No caso de decreto do Governo de aprovação de tratados ou acordos internacionais após o texto seguir-se-ão, por ordem, a menção da aprovação em Conselho de Ministros e da respectiva data, a menção da data da assinatura pelo Presidente da República, a assinatura deste e a assinatura do Primeiro-Ministro.
No caso de qualquer outro decreto do Governo, após o texto seguir-se-ão, por ordem, as assinaturas do Primeiro-Ministro e dos Ministros competentes, a menção da data da assinatura pelo Presidente da República, a assinatura deste e a assinatura do Primeiro-Ministro.
No caso de decreto regional, após o texto seguir-se-ão, por ordem, a menção da data da aprovação, a assinatura do presidente da assembleia regional, a menção da data da assinatura pelo Ministro da República e a assinatura deste.
No caso de decreto regulamentar regional da competência de governo regional, após o texto seguir-se-ão, por ordem, a menção da aprovação em plenário do governo regional e da respectiva data, a assinatura do seu presidente, a menção da data da assinatura pelo Ministro da República e a assinatura deste.

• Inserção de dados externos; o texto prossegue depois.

//! # Check Subcommand
//!
//! Validates one recorded exchange (a JSON document) against a declaration
//! tree and prints the verdict.
//!
//! ```json
//! {
//!   "method": "GET",
//!   "url": "/widgets/42",
//!   "status_code": 200,
//!   "response_body": { "id": 42, "name": "sprocket" }
//! }
//! ```

use std::io::Read;
use std::path::{Path, PathBuf};

use anyhow::{Context, Result};
use clap::Args;
use fdoc_core::FdocConfig;
use fdoc_validator::{Exchange, Validator, ValidatorConfig, Verdict};

use crate::{load_tree, resolve_root, Tree};

/// Arguments for the `fdoc check` subcommand.
#[derive(Args, Debug)]
pub struct CheckArgs {
    /// Root of the declaration tree. Defaults to the configured service path.
    #[arg(value_name = "PATH")]
    pub path: Option<PathBuf>,

    /// Recorded exchange as JSON. Use `-` to read standard input.
    #[arg(long, value_name = "FILE")]
    pub exchange: PathBuf,

    /// Version to validate against. Defaults to the latest.
    #[arg(long = "version", value_name = "VERSION")]
    pub api_version: Option<String>,

    /// Treat immediate subdirectories of the root as versions.
    #[arg(long)]
    pub versions: bool,

    /// Let requests to undocumented endpoints pass.
    #[arg(long)]
    pub advisory: bool,

    /// Do not validate the request body.
    #[arg(long)]
    pub no_requests: bool,
}

/// Execute the check subcommand.
///
/// Returns exit code: 0 when the exchange passes, 1 when it fails.
pub fn run_check(args: &CheckArgs, config: &FdocConfig) -> Result<u8> {
    let exchange = read_exchange(&args.exchange)?;
    let root = resolve_root(args.path.as_deref(), config);
    let versions = args.versions || args.api_version.is_some() || config.versions_support;
    let tree = load_tree(&root, versions)?;

    let verdict = check_exchange(&tree, &exchange, args, validator_config(args, config))?;
    println!("{verdict}");

    match verdict.into_result() {
        Ok(_) => Ok(0),
        Err(failure) => {
            tracing::info!(%failure, "exchange failed validation");
            Ok(1)
        }
    }
}

fn validator_config(args: &CheckArgs, config: &FdocConfig) -> ValidatorConfig {
    let base = if args.advisory {
        ValidatorConfig::advisory()
    } else {
        ValidatorConfig::strict()
    };
    base.with_absent_schema_policy(config.absent_schema_policy)
        .with_validate_requests(!args.no_requests)
}

fn check_exchange(
    tree: &Tree,
    exchange: &Exchange,
    args: &CheckArgs,
    config: ValidatorConfig,
) -> Result<Verdict> {
    let validator = match tree {
        Tree::Single(service) => {
            if let Some(version) = &args.api_version {
                anyhow::bail!("--version {version} given but the tree is a single unversioned service");
            }
            Validator::for_service(service, config)
        }
        Tree::Meta(meta) => Validator::for_meta_service(meta, args.api_version.as_deref(), config)?,
    };
    Ok(validator.validate(exchange))
}

fn read_exchange(path: &Path) -> Result<Exchange> {
    let raw = if path == Path::new("-") {
        let mut buf = String::new();
        std::io::stdin()
            .read_to_string(&mut buf)
            .context("failed to read exchange from stdin")?;
        buf
    } else {
        std::fs::read_to_string(path)
            .with_context(|| format!("failed to read exchange {}", path.display()))?
    };
    serde_json::from_str(&raw).with_context(|| format!("invalid exchange {}", path.display()))
}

Os diplomas emanados dos Órgãos de Soberania da República que hajam de ter aplicação no território de Macau conterão a menção de que devem ser publicados no Boletim Oficial e aí serão obrigatoriamente inseridos, mantendo, porém, a data da publicação do Diário da República.
Entende-se por Ministros competentes, para o efeito do presente artigo, os Vice-Primeiros-Ministros e os Ministros sem pasta, se os houver, bem como os Ministros cujos departamentos tenham interferência na execução do diploma.
Artigo 9.º — (Norma revogatória)
São expressamente revogados:
O Decreto-Lei n.º 22470, de 11 de Abril de 1933;
O Decreto-Lei n.º 48620, de 10 de Outubro de 1968;
O artigo 1.º do Decreto-Lei n.º 365/70, de 5 de Agosto;
O Decreto-Lei n.º 223/72, de 30 de Junho;
As normas 1.ª a 10.ª da Portaria n.º 672/74, de 17 de Outubro.
Aprovado em 27 de Julho de 1976.
O Presidente da Assembleia da República, Vasco da Gama Lopes Fernandes.
Promulgado em 18 de Agosto de 1976.
Publique-se.
O Presidente da República, ANTÓNIO RAMALHO EANES. - O Primeiro-Ministro, Mário Soares.
Para ser publicado no Boletim Oficial de Macau.